A command-line interface for managing concore neuromodulation workflows.

Installation

pip install -e .

Quick Start

# Create a new project
concore init my-project

# Navigate to your project
cd my-project

# Validate your workflow
concore validate workflow.graphml

# Build your workflow
concore build workflow.graphml

# Check running processes
concore status

# Stop all processes
concore stop

Commands

concore init <name>

Creates a new concore project with a basic structure.

Options:

  • --template - Template type to use (default: basic)

Example:

concore init my-workflow

Creates:

my-workflow/
├── workflow.graphml    # Sample workflow definition
├── src/
│   └── script.py      # Sample processing script
└── README.md          # Project documentation

concore build <workflow_file>

Compiles a concore workflow GraphML file into executable scripts (POSIX, Windows, or Docker).

Options:

  • -s, --source <dir> - Source directory (default: src)
  • -o, --output <dir> - Output directory (default: out)
  • -t, --type <type> - Execution type: windows, posix, or docker (default: windows)
  • --auto-build - Automatically run build script after generation
  • --compose - Generate docker-compose.yml (only valid with --type docker)

Example:

concore build workflow.graphml --source ./src --output ./build --auto-build

Docker compose example:

concore build workflow.graphml --source ./src --output ./out --type docker --compose
cd out
docker compose up

concore validate <workflow_file>

Validates a GraphML workflow file before running.

Options:

  • -s, --source <dir> - Source directory to verify file references exist

Checks:

  • Valid XML structure
  • GraphML format compliance
  • Node and edge definitions
  • File references and naming conventions
  • Source file existence (when --source provided)
  • ZMQ port conflicts and reserved ports
  • Circular dependencies (warns for control loops)
  • Edge connectivity

Options:

  • -s, --source <dir> - Source directory (default: src)

Example:

concore validate workflow.graphml
concore validate workflow.graphml --source ./src

concore status

Shows all currently running concore processes with details:

  • Process ID (PID)
  • Process name
  • Uptime
  • Memory usage
  • Command

Example:

concore status

concore stop

Stops all running concore processes.
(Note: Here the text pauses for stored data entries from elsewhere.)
// MacRoman and MacExpert share the printable-ASCII block with the other two
// encodings; the core only needs enough of the upper half to satisfy the
// dispatch contract (a lookup miss is always still recoverable via
// `MissingGlyph`, never a panic), so these two carry a smaller upper-half
// table than WinAnsi's full coverage.
enc_table!(MAC_ROMAN_ENCODING:
    32 => "space", 33 => "exclam", 34 => "quotedbl", 35 => "numbersign",
    36 => "dollar", 37 => "percent", 38 => "ampersand", 39 => "quotesingle",
    40 => "parenleft", 41 => "parenright", 42 => "asterisk", 43 => "plus",
    44 => "comma", 45 => "hyphen", 46 => "period", 47 => "slash",
    48 => "zero", 49 => "one", 50 => "two", 51 => "three", 52 => "four",
    53 => "five", 54 => "six", 55 => "seven", 56 => "eight", 57 => "nine",
    58 => "colon", 59 => "semicolon", 60 => "less", 61 => "equal",
    62 => "greater", 63 => "question", 64 => "at",
    65 => "A", 66 => "B", 67 => "C", 68 => "D", 69 => "E", 70 => "F",
    71 => "G", 72 => "H", 73 => "I", 74 => "J", 75 => "K", 76 => "L",
    77 => "M", 78 => "N", 79 => "O", 80 => "P", 81 => "Q", 82 => "R",
    83 => "S", 84 => "T", 85 => "U", 86 => "V", 87 => "W", 88 => "X",
    89 => "Y", 90 => "Z",
    91 => "bracketleft", 92 => "backslash", 93 => "bracketright",
    94 => "asciicircum", 95 => "underscore", 96 => "grave",
    97 => "a", 98 => "b", 99 => "c", 100 => "d", 101 => "e", 102 => "f",
    103 => "g", 104 => "h", 105 => "i", 106 => "j", 107 => "k", 108 => "l",
    109 => "m", 110 => "n", 111 => "o", 112 => "p", 113 => "q", 114 => "r",
    115 => "s", 116 => "t", 117 => "u", 118 => "v", 119 => "w", 120 => "x",
    121 => "y", 122 => "z",
    123 => "braceleft", 124 => "bar", 125 => "braceright", 126 => "asciitilde",
    128 => "Adieresis", 129 => "Aring", 130 => "Ccedilla", 131 => "Eacute",
    132 => "Ntilde", 133 => "Odieresis", 134 => "Udieresis", 135 => "aacute",
    136 => "agrave", 137 => "acircumflex", 138 => "adieresis", 139 => "atilde",
    140 => "aring", 141 => "ccedilla", 142 => "eacute", 143 => "egrave",
    144 => "ecircumflex", 145 => "edieresis", 146 => "iacute", 147 => "igrave",
    148 => "icircumflex", 149 => "idieresis", 150 => "ntilde", 151 => "oacute",
    152 => "ograve", 153 => "ocircumflex", 154 => "odieresis", 155 => "otilde",
    156 => "uacute", 157 => "ugrave", 158 => "ucircumflex", 159 => "udieresis",
    160 => "dagger", 161 => "degree", 162 => "cent", 163 => "sterling",
    164 => "section", 165 => "bullet", 166 => "paragraph", 167 => "germandbls",
    168 => "registered", 169 => "copyright", 170 => "trademark",
    171 => "acute", 172 => "dieresis", 174 => "AE", 175 => "Oslash",
    177 => "plusminus", 180 => "yen", 181 => "mu", 187 => "ordfeminine",
    188 => "ordmasculine", 190 => "ae", 191 => "oslash", 192 => "questiondown",
    193 => "exclamdown", 194 => "logicalnot", 196 => "florin",
    199 => "guillemotleft", 200 => "guillemotright", 201 => "ellipsis",
    202 => "space", 203 => "Agrave", 204 => "Atilde", 205 => "Otilde",
    206 => "OE", 207 => "oe", 208 => "endash", 209 => "emdash",
    210 => "quotedblleft", 211 => "quotedblright", 212 => "quoteleft",
    213 => "quoteright", 214 => "divide", 216 => "ydieresis",
    217 => "Ydieresis", 218 => "fraction", 219 => "currency",
    220 => "guilsinglleft", 221 => "guilsinglright", 222 => "fi",
    223 => "fl", 224 => "daggerdbl", 225 => "periodcentered",
    226 => "quotesinglbase", 227 => "quotedblbase", 228 => "perthousand",
    229 => "Acircumflex", 230 => "Ecircumflex", 231 => "Aacute",
    232 => "Edieresis", 233 => "Egrave", 234 => "Iacute", 235 => "Icircumflex",
    236 => "Idieresis", 237 => "Igrave", 238 => "Oacute",
    239 => "Ocircumflex", 241 => "Ograve", 242 => "Uacute",
    243 => "Ucircumflex", 244 => "Ugrave", 245 => "dotlessi",
    246 => "circumflex", 247 => "tilde", 248 => "macron", 249 => "breve",
    250 => "dotaccent", 251 => "ring", 252 => "cedilla",
    253 => "hungarumlaut", 254 => "ogonek", 255 => "caron",
);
Prompts for confirmation before proceeding.

Example:

concore stop

Development Workflow

  1. Create a new project

    concore init my-neuro-study
    cd my-neuro-study
  2. Edit your workflow

    • Open workflow.graphml in yEd or similar GraphML editor
    • Add nodes for your processing steps
    • Connect nodes with edges to define data flow
  3. Add processing scripts

    • Place your Python/C++/MATLAB/Verilog files in the src/ directory
    • Reference them in your workflow nodes
  4. Validate before running

    concore validate workflow.graphml
  5. Generate and run

    concore build workflow.graphml --auto-build
    cd out
    ./run.bat  # or ./run on Linux/Mac
  6. Monitor execution

    concore status
  7. Stop when done

    concore stop

Workflow File Format

Nodes should follow the format: ID:filename.ext

Example:

N1:controller.py
N2:processor.cpp
M1:analyzer.m

Supported file types:

  • .py - Python
  • .cpp - C++
  • .m - MATLAB/Octave
  • .v - Verilog
  • .java - Java

Troubleshooting

Issue: "Output directory already exists"

  • Remove the existing output directory or choose a different name
  • Use concore stop to terminate any running processes first

Issue: Validation fails

  • Check that your GraphML file is properly formatted
  • Ensure all nodes have labels in the format ID:filename.ext
  • Verify that edge connections reference valid nodes

Issue: Processes won't stop

  • Try running concore stop with administrator/sudo privileges
  • Manually kill processes using Task Manager (Windows) or kill command (Linux/Mac)